(Task inputs begins)

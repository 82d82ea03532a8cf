//! Crossover (dual MA) — golden/death crosses, with trend-continuation entries.
//!
//! A cross is fresh while it is at most `fresh_cross_bars - 1` bars old; its
//! confidence decays with age. Without a fresh cross the strategy only enters
//! on a pullback to the fast MA in the direction of the trend.

use serde::{Deserialize, Serialize};

use super::{require_period, require_range, StrategyConfigError};
use crate::domain::signal::directional;
use crate::domain::{Action, MarketSeries, Signal};
use crate::indicators::{ema, sma};

#[derive(Debug, Clone, Copy, PartialEq, Eq, Serialize, Deserialize, Default)]
#[serde(rename_all = "snake_case")]
pub enum MaType {
    #[default]
    Sma,
    Ema,
}

impl MaType {
    fn apply(self, values: &[f64], period: usize) -> Vec<f64> {
        match self {
            MaType::Sma => sma(values, period),
            MaType::Ema => ema(values, period),
        }
    }
}

#[derive(Debug, Clone, PartialEq, Serialize, Deserialize)]
#[serde(default)]
pub struct CrossoverParams {
    pub fast_period: usize,
    pub slow_period: usize,
    pub ma_type: MaType,
    pub fresh_cross_bars: usize,
    /// Max distance from the fast MA, as a fraction, for a continuation entry.
    pub continuation_band: f64,
    pub stop_loss_pct: f64,
    /// Distance beyond the fast MA for the MA-based stop.
    pub ma_buffer: f64,
    pub take_profit_pct: f64,
}

impl Default for CrossoverParams {
    fn default() -> Self {
        Self {
            fast_period: 10,
            slow_period: 30,
            ma_type: MaType::Sma,
            fresh_cross_bars: 10,
            continuation_band: 0.01,
            stop_loss_pct: 0.03,
            ma_buffer: 0.02,
            take_profit_pct: 0.06,
        }
    }
}

impl CrossoverParams {
    pub fn min_bars(&self) -> usize {
        self.slow_period + 1
    }

    pub fn validate(&self) -> Result<(), StrategyConfigError> {
        require_period("fast_period", self.fast_period)?;
        require_period("fresh_cross_bars", self.fresh_cross_bars)?;
        if self.fast_period >= self.slow_period {
            return Err(StrategyConfigError::FastNotBelowSlow {
                fast: self.fast_period,
                slow: self.slow_period,
            });
        }
        require_range("continuation_band", self.continuation_band, 0.0, 1.0)?;
        require_range("stop_loss_pct", self.stop_loss_pct, 0.0, 1.0)?;
        require_range("ma_buffer", self.ma_buffer, 0.0, 1.0)?;
        require_range("take_profit_pct", self.take_profit_pct, 0.0, 10.0)?;
        Ok(())
    }
}

/// Most recent cross within `window` bars: (action, age in bars).
fn recent_cross(diff: &[f64], window: usize) -> Option<(Action, usize)> {
    let n = diff.len();
    (0..window.min(n.saturating_sub(1))).find_map(|age| {
        let i = n - 1 - age;
        if diff[i - 1] <= 0.0 && diff[i] > 0.0 {
            Some((Action::Buy, age))
        } else if diff[i - 1] >= 0.0 && diff[i] < 0.0 {
            Some((Action::Sell, age))
        } else {
            None
        }
    })
}

pub(crate) fn analyze(series: &MarketSeries, p: &CrossoverParams) -> Signal {
    let closes = series.closes();
    let price = closes[closes.len() - 1];

    let fast = p.ma_type.apply(&closes, p.fast_period);
    let slow = p.ma_type.apply(&closes, p.slow_period);
    if slow.len() < 2 || fast.len() < slow.len() {
        return Signal::hold("crossover_ma: moving averages unavailable");
    }
    let fast = &fast[fast.len() - slow.len()..];
    let diff: Vec<f64> = fast.iter().zip(&slow).map(|(f, s)| f - s).collect();
    let fast_now = fast[fast.len() - 1];
    let slow_now = slow[slow.len() - 1];

    let (action, confidence, reason) = match recent_cross(&diff, p.fresh_cross_bars) {
        Some((action, age)) => {
            let gap = ((fast_now - slow_now).abs() / slow_now * 10.0).min(0.15);
            let confidence = 0.75 - age as f64 * 0.02 + gap;
            let name = if action == Action::Buy {
                "Golden Cross"
            } else {
                "Death Cross"
            };
            (
                action,
                confidence,
                format!(
                    "crossover_ma: {name}: fast {fast_now:.2} vs slow {slow_now:.2}, \
                     {age} bars ago"
                ),
            )
        }
        None => {
            let distance = (price - fast_now).abs() / fast_now;
            let uptrend = fast_now > slow_now && price >= slow_now;
            let downtrend = fast_now < slow_now && price <= slow_now;
            if distance > p.continuation_band || !(uptrend || downtrend) {
                return Signal::hold(format!(
                    "crossover_ma: no fresh cross, price {:.1}% from fast MA",
                    distance * 100.0
                ));
            }
            let action = if uptrend { Action::Buy } else { Action::Sell };
            (
                action,
                0.5,
                format!(
                    "crossover_ma: trend continuation near fast MA ({:.2}% away)",
                    distance * 100.0
                ),
            )
        }
    };

    // Tighter of the fixed stop and the MA-buffer stop, if on the right side.
    let stop = match action {
        Action::Buy => {
            let fixed = price * (1.0 - p.stop_loss_pct);
            let ma_stop = fast_now * (1.0 - p.ma_buffer);
            if ma_stop < price {
                fixed.max(ma_stop)
            } else {
                fixed
            }
        }
        _ => {
            let fixed = price * (1.0 + p.stop_loss_pct);
            let ma_stop = fast_now * (1.0 + p.ma_buffer);
            if ma_stop > price {
                fixed.min(ma_stop)
            } else {
                fixed
            }
        }
    };
    let target = match action {
        Action::Buy => price * (1.0 + p.take_profit_pct),
        _ => price * (1.0 - p.take_profit_pct),
    };

    Signal::new(action, directional(confidence), 0.4, reason)
        .with_stop_loss(stop)
        .with_take_profit(target)
}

(Task inputs ends)

# Task directions:
Each entry in the listing is to be copied exactly.

# Solution to the problem:
repository 82d82ea03532a8cf
//! Crossover (dual MA) — golden/death crosses, with trend-continuation entries.
//!
//! A cross is fresh while it is at most `fresh_cross_bars - 1` bars old; its
//! confidence decays with age. Without a fresh cross the strategy only enters
//! on a pullback to the fast MA in the direction of the trend.

use serde::{Deserialize, Serialize};

use super::{require_period, require_range, StrategyConfigError};
use crate::domain::signal::directional;
use crate::domain::{Action, MarketSeries, Signal};
use crate::indicators::{ema, sma};

#[derive(Debug, Clone, Copy, PartialEq, Eq, Serialize, Deserialize, Default)]
#[serde(rename_all = "snake_case")]
pub enum MaType {
    #[default]
    Sma,
    Ema,
}

impl MaType {
    fn apply(self, values: &[f64], period: usize) -> Vec<f64> {
        match self {
            MaType::Sma => sma(values, period),
            MaType::Ema => ema(values, period),
        }
    }
}

#[derive(Debug, Clone, PartialEq, Serialize, Deserialize)]
#[serde(default)]
pub struct CrossoverParams {
    pub fast_period: usize,
    pub slow_period: usize,
    pub ma_type: MaType,
    pub fresh_cross_bars: usize,
    /// Max distance from the fast MA, as a fraction, for a continuation entry.
    pub continuation_band: f64,
    pub stop_loss_pct: f64,
    /// Distance beyond the fast MA for the MA-based stop.
    pub ma_buffer: f64,
    pub take_profit_pct: f64,
}

impl Default for CrossoverParams {
    fn default() -> Self {
        Self {
            fast_period: 10,
            slow_period: 30,
            ma_type: MaType::Sma,
            fresh_cross_bars: 10,
            continuation_band: 0.01,
            stop_loss_pct: 0.03,
            ma_buffer: 0.02,
            take_profit_pct: 0.06,
        }
    }
}

impl CrossoverParams {
    pub fn min_bars(&self) -> usize {
        self.slow_period + 1
    }

    pub fn validate(&self) -> Result<(), StrategyConfigError> {
        require_period("fast_period", self.fast_period)?;
        require_period("fresh_cross_bars", self.fresh_cross_bars)?;
        if self.fast_period >= self.slow_period {
            return Err(StrategyConfigError::FastNotBelowSlow {
                fast: self.fast_period,
                slow: self.slow_period,
            });
        }
        require_range("continuation_band", self.continuation_band, 0.0, 1.0)?;
        require_range("stop_loss_pct", self.stop_loss_pct, 0.0, 1.0)?;
        require_range("ma_buffer", self.ma_buffer, 0.0, 1.0)?;
        require_range("take_profit_pct", self.take_profit_pct, 0.0, 10.0)?;
        Ok(())
    }
}

/// Most recent cross within `window` bars: (action, age in bars).
fn recent_cross(diff: &[f64], window: usize) -> Option<(Action, usize)> {
    let n = diff.len();
    (0..window.min(n.saturating_sub(1))).find_map(|age| {
        let i = n - 1 - age;
        if diff[i - 1] <= 0.0 && diff[i] > 0.0 {
            Some((Action::Buy, age))
        } else if diff[i - 1] >= 0.0 && diff[i] < 0.0 {
            Some((Action::Sell, age))
        } else {
            None
        }
    })
}

pub(crate) fn analyze(series: &MarketSeries, p: &CrossoverParams) -> Signal {
    let closes = series.closes();
    let price = closes[closes.len() - 1];

    let fast = p.ma_type.apply(&closes, p.fast_period);
    let slow = p.ma_type.apply(&closes, p.slow_period);
    if slow.len() < 2 || fast.len() < slow.len() {
        return Signal::hold("crossover_ma: moving averages unavailable");
    }
    let fast = &fast[fast.len() - slow.len()..];
    let diff: Vec<f64> = fast.iter().zip(&slow).map(|(f, s)| f - s).collect();
    let fast_now = fast[fast.len() - 1];
    let slow_now = slow[slow.len() - 1];

    let (action, confidence, reason) = match recent_cross(&diff, p.fresh_cross_bars) {
        Some((action, age)) => {
            let gap = ((fast_now - slow_now).abs() / slow_now * 10.0).min(0.15);
            let confidence = 0.75 - age as f64 * 0.02 + gap;
            let name = if action == Action::Buy {
                "Golden Cross"
            } else {
                "Death Cross"
            };
            (
                action,
                confidence,
                format!(
                    "crossover_ma: {name}: fast {fast_now:.2} vs slow {slow_now:.2}, \
                     {age} bars ago"
                ),
            )
        }
        None => {
            let distance = (price - fast_now).abs() / fast_now;
            let uptrend = fast_now > slow_now && price >= slow_now;
            let downtrend = fast_now < slow_now && price <= slow_now;
            if distance > p.continuation_band || !(uptrend || downtrend) {
                return Signal::hold(format!(
                    "crossover_ma: no fresh cross, price {:.1}% from fast MA",
                    distance * 100.0
                ));
            }
            let action = if uptrend { Action::Buy } else { Action::Sell };
            (
                action,
                0.5,
                format!(
                    "crossover_ma: trend continuation near fast MA ({:.2}% away)",
                    distance * 100.0
                ),
            )
        }
    };

    // Tighter of the fixed stop and the MA-buffer stop, if on the right side.
    let stop = match action {
        Action::Buy => {
            let fixed = price * (1.0 - p.stop_loss_pct);
            let ma_stop = fast_now * (1.0 - p.ma_buffer);
            if ma_stop < price {
                fixed.max(ma_stop)
            } else {
                fixed
            }
        }
        _ => {
            let fixed = price * (1.0 + p.stop_loss_pct);
            let ma_stop = fast_now * (1.0 + p.ma_buffer);
            if ma_stop > price {
                fixed.min(ma_stop)
            } else {
                fixed
            }
        }
    };
    let target = match action {
        Action::Buy => price * (1.0 + p.take_profit_pct),
        _ => price * (1.0 - p.take_profit_pct),
    };

    Signal::new(action, directional(confidence), 0.4, reason)
        .with_stop_loss(stop)
        .with_take_profit(target)
}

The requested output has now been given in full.